Problem to work on: Read through the lines below and copy the ones holding the string "SwitchyardConfig".

Material for this task:
---
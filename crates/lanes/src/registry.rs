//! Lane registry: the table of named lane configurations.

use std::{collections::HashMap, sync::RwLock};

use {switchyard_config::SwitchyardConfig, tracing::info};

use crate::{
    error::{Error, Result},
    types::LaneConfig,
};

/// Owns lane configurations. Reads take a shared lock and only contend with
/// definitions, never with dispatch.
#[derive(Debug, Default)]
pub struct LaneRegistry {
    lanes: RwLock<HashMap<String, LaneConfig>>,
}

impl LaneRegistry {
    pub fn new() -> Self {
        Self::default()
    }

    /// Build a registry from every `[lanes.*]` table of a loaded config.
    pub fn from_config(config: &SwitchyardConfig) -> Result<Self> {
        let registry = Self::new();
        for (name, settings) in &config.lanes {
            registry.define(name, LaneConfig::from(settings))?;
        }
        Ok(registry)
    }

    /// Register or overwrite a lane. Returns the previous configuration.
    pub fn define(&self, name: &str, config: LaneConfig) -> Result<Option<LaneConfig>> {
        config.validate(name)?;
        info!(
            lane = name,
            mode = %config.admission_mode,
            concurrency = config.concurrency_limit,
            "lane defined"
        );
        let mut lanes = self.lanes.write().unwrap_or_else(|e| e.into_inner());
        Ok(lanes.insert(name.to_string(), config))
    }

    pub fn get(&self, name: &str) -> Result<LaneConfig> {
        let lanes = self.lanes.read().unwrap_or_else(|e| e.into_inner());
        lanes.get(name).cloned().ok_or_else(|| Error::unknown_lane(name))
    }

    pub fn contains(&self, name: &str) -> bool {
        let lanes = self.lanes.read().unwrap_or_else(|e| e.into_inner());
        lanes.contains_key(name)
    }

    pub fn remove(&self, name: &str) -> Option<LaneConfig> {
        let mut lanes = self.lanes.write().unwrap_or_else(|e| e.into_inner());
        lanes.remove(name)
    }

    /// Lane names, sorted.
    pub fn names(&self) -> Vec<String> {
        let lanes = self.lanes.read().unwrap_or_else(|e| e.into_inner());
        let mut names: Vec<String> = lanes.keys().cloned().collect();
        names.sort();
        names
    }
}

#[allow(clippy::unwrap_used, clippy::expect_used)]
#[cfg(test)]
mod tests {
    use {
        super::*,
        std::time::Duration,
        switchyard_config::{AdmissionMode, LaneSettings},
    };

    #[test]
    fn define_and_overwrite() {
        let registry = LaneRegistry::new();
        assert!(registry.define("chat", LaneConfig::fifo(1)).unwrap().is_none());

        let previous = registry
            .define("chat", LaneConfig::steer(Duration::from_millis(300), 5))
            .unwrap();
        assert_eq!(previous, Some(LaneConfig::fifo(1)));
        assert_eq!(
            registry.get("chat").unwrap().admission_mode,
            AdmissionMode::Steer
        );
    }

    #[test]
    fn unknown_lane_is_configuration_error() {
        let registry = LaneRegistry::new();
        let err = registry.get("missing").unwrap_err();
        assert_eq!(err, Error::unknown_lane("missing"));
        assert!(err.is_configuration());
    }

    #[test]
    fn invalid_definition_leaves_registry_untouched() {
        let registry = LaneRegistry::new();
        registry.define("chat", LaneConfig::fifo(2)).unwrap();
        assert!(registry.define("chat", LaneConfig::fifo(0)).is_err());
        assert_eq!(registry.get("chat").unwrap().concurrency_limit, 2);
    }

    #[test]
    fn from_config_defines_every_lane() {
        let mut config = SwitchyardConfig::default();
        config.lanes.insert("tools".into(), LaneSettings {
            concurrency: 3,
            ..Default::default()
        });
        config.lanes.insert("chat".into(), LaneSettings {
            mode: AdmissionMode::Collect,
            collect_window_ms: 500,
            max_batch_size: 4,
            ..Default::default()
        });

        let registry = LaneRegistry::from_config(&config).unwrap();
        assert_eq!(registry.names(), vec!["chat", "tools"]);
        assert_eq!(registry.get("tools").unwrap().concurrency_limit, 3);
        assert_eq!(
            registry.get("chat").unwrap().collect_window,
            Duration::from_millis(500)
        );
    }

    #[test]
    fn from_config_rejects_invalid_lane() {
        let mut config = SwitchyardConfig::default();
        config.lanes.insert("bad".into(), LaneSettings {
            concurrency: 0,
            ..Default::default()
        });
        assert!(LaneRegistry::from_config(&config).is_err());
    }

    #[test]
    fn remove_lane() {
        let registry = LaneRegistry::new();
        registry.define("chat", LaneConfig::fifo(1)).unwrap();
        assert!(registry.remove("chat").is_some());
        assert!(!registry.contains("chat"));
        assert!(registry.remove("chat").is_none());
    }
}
---
Result of the task:
use {switchyard_config::SwitchyardConfig, tracing::info};
    pub fn from_config(config: &SwitchyardConfig) -> Result<Self> {
        let mut config = SwitchyardConfig::default();
        let mut config = SwitchyardConfig::default();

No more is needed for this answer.